もちろん俺が当てないと意味はないのだが…しかしたった1分しかれど1分ここにすべてをつぎ込む。
そしてチャンスが来た。あいつは靴紐を座って結び直す。そして立ち上がろうとした。
(もらった!!)
最高の場所からの狙撃、俺が今までで一番集中し、そして今まで打ち続けた中で最高の出来であるといえた。
あいつの完璧な死角からの跳弾による狙撃。絶対に当たる…はずだった。
あいつは絶妙なタイミングで前に体を傾けた。
本来、人はある動作をしている間に別の動作にすぐに移るのはとてつもなく難しい。
それは今回の場合、立ち上がる晃のその瞬間。
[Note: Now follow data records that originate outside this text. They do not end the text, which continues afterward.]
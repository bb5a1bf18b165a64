use super::{PreassignedRecord, ResponseRecord, Roster, WorkshopRecord};
use crate::config::CsvConfig;
use crate::report::{Report, SlotEntry};
use csv::{ReaderBuilder, StringRecord, Trim, WriterBuilder};
use eyre::{Result, WrapErr, bail, ensure};
use serde::Deserialize;
use std::fs::File;
use std::io;
use std::path::Path;
use tracing::{debug, info};

/// Reads the roster from CSV files and writes the schedule back as CSV.
///
/// Workshops are identified by their row number in the workshops file,
/// starting from 1, and students by their row number in the responses
/// file. Pre-assigned students are numbered after the respondents.
pub struct CsvLoader {
    config: CsvConfig,
}

#[derive(Deserialize)]
struct WorkshopRow {
    name: String,
    capacity: u32,
    #[serde(default)]
    location: Option<String>,
}

impl CsvLoader {
    pub fn new(config: CsvConfig) -> CsvLoader {
        CsvLoader { config }
    }

    pub fn load(&mut self) -> Result<Roster> {
        let workshops = read_workshops(open(&self.config.workshops)?)
            .wrap_err_with(|| format!("cannot load {}", self.config.workshops.display()))?;
        let responses = read_responses(open(&self.config.responses)?)
            .wrap_err_with(|| format!("cannot load {}", self.config.responses.display()))?;
        let preassigned = match &self.config.preassigned {
            Some(path) => read_preassigned(open(path)?, responses.len() as i64)
                .wrap_err_with(|| format!("cannot load {}", path.display()))?,
            None => Vec::new(),
        };
        info!(
            workshops = workshops.len(),
            responses = responses.len(),
            preassigned = preassigned.len(),
            "Loaded CSV files"
        );
        Ok(Roster {
            workshops,
            responses,
            preassigned,
        })
    }

    pub fn save(&mut self, report: &Report) -> Result<()> {
        let path = &self.config.schedule;
        write_schedule(report, create(path)?)
            .wrap_err_with(|| format!("cannot write schedule to {}", path.display()))?;
        info!(file = %path.display(), "Schedule saved");
        if let Some(path) = &self.config.fill_report {
            write_fill_report(report, create(path)?)
                .wrap_err_with(|| format!("cannot write fill report to {}", path.display()))?;
            info!(file = %path.display(), "Fill report saved");
        }
        Ok(())
    }
}

fn open(path: &Path) -> Result<File> {
    File::open(path).wrap_err_with(|| format!("cannot open {}", path.display()))
}

fn create(path: &Path) -> Result<File> {
    File::create(path).wrap_err_with(|| format!("cannot create {}", path.display()))
}

/// Parse a workshop reference, either a bare number or a label ending
/// with a number between parentheses such as `Robotics (3)`.
pub fn parse_workshop_reference(cell: &str) -> Option<i64> {
    let cell = cell.trim();
    if let Ok(n) = cell.parse() {
        return Some(n);
    }
    let inner = cell.strip_suffix(')')?;
    let open = inner.rfind('(')?;
    inner[open + 1..].trim().parse().ok()
}

fn optional(cell: Option<&str>) -> Option<String> {
    cell.map(str::trim)
        .filter(|c| !c.is_empty())
        .map(str::to_owned)
}

fn identity(record: &StringRecord, row: usize) -> Result<(String, String, Option<String>)> {
    let first_name = record.get(0).unwrap_or_default().trim();
    let last_name = record.get(1).unwrap_or_default().trim();
    ensure!(
        !first_name.is_empty() || !last_name.is_empty(),
        "missing student name at row {row}"
    );
    Ok((first_name.to_owned(), last_name.to_owned(), optional(record.get(2))))
}

fn reader<R: io::Read>(input: R) -> csv::Reader<R> {
    ReaderBuilder::new()
        .trim(Trim::All)
        .flexible(true)
        .from_reader(input)
}

pub(super) fn read_workshops<R: io::Read>(input: R) -> Result<Vec<WorkshopRecord>> {
    let mut workshops = Vec::new();
    for (i, row) in reader(input).deserialize::<WorkshopRow>().enumerate() {
        let row = row.wrap_err_with(|| format!("invalid workshop at row {}", i + 2))?;
        ensure!(
            row.capacity > 0,
            "workshop {} at row {} has no capacity",
            row.name,
            i + 2
        );
        workshops.push(WorkshopRecord {
            source_id: i as i64 + 1,
            name: row.name,
            capacity: row.capacity,
            location: optional(row.location.as_deref()),
        });
    }
    Ok(workshops)
}

fn reference(cell: &str, row: usize, col: usize) -> Result<Option<i64>> {
    if cell.is_empty() {
        return Ok(None);
    }
    match parse_workshop_reference(cell) {
        Some(n) => Ok(Some(n)),
        None => bail!("invalid workshop reference {cell:?} at row {row} column {col}"),
    }
}

pub(super) fn read_responses<R: io::Read>(input: R) -> Result<Vec<ResponseRecord>> {
    let mut responses = Vec::new();
    for (i, record) in reader(input).records().enumerate() {
        let row = i + 2;
        let record = record.wrap_err_with(|| format!("invalid response at row {row}"))?;
        let (first_name, last_name, grade) = identity(&record, row)?;
        let mut preferences = Vec::new();
        for (col, cell) in record.iter().enumerate().skip(3) {
            if let Some(n) = reference(cell, row, col + 1)? {
                preferences.push(n);
            }
        }
        debug!(%first_name, %last_name, ?preferences, "Read response");
        responses.push(ResponseRecord {
            source_id: i as i64 + 1,
            first_name,
            last_name,
            grade,
            preferences,
        });
    }
    Ok(responses)
}

pub(super) fn read_preassigned<R: io::Read>(
    input: R,
    first_id: i64,
) -> Result<Vec<PreassignedRecord>> {
    let mut students = Vec::new();
    for (i, record) in reader(input).records().enumerate() {
        let row = i + 2;
        let record = record.wrap_err_with(|| format!("invalid pre-assignment at row {row}"))?;
        let (first_name, last_name, grade) = identity(&record, row)?;
        let sessions = record
            .iter()
            .enumerate()
            .skip(3)
            .map(|(col, cell)| reference(cell, row, col + 1))
            .collect::<Result<Vec<_>>>()?;
        students.push(PreassignedRecord {
            source_id: first_id + i as i64 + 1,
            first_name,
            last_name,
            grade,
            sessions,
        });
    }
    Ok(students)
}

fn slot_cells(slot: Option<&SlotEntry>) -> [String; 2] {
    match slot {
        Some(slot) => [
            format!("{} ({})", slot.name, slot.number),
            slot.location.clone().unwrap_or_default(),
        ],
        None => [String::new(), String::new()],
    }
}

pub(super) fn write_schedule<W: io::Write>(report: &Report, output: W) -> Result<()> {
    let mut writer = WriterBuilder::new().from_writer(output);
    let mut header = vec![
        "first_name".to_owned(),
        "last_name".to_owned(),
        "grade".to_owned(),
    ];
    for session in 1..=report.sessions {
        header.push(format!("session {session}"));
        header.push(format!("location {session}"));
    }
    writer.write_record(&header)?;
    for entry in &report.schedule {
        let mut record = vec![
            entry.first_name.clone(),
            entry.last_name.clone(),
            entry.grade.clone().unwrap_or_default(),
        ];
        for slot in &entry.slots {
            record.extend(slot_cells(slot.as_ref()));
        }
        writer.write_record(&record)?;
    }
    writer.flush()?;
    Ok(())
}

pub(super) fn write_fill_report<W: io::Write>(report: &Report, output: W) -> Result<()> {
    let mut writer = WriterBuilder::new().from_writer(output);
    let mut header = vec!["workshop".to_owned(), "minimum".to_owned()];
    header.extend((1..=report.sessions).map(|session| format!("session {session}")));
    header.push("total".to_owned());
    writer.write_record(&header)?;
    for entry in &report.fill {
        let mut record = vec![
            format!("{} ({})", entry.name, entry.number),
            entry.minimum.to_string(),
        ];
        record.extend(
            entry
                .sessions
                .iter()
                .map(|(filled, capacity)| format!("{filled}/{capacity}")),
        );
        let (filled, capacity) = entry
            .sessions
            .iter()
            .fold((0, 0), |(f, c), &(filled, capacity)| (f + filled, c + capacity));
        record.push(format!("{filled}/{capacity}"));
        writer.write_record(&record)?;
    }
    writer.flush()?;
    Ok(())
}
それを狙った狙撃は本来かわすことすら不可能だっただろう。
それを傾けるだけでよけるなんて恐怖以外の何物でもない。
しかもあいつは跳弾をかわすだけでなくこちらにポケットに入っていたビー玉を投げたのだ。
跳弾により狙撃ポイントをつかめなくさせていたのに一瞬でバレてしまったのだ。
さらに前に傾きながらポケットを鞘にしながらビー玉を投げる…はたして投げるといっていいのか。鞘としたポケットから打ち出された球は居合の原理を用いてかなりの速さでやってきた。
もちろんかなりといってもよけれるものだったのだがそのビー玉が厄介なことに透明で気づくのが遅れ、ぎりぎりで避けたがライフルスコープを割ってしまったのだ。
たったあれだけの時間でここまでの反応ということからあいつが一体どれだけ戦いに身を投じていたかわかる。
もはやこれまで、と思ったがあいつは相棒に事のしだいも話さず去ってしまった。
それは暗に「お前は負けだ。いつでもかかってきてもひねりつぶせる。だからもう向かってくるな。俺は無駄な争いは避けたい」と言ったメッセージであると簡単に推測できた。
それは俺に戦う気力すら失わせたのだ。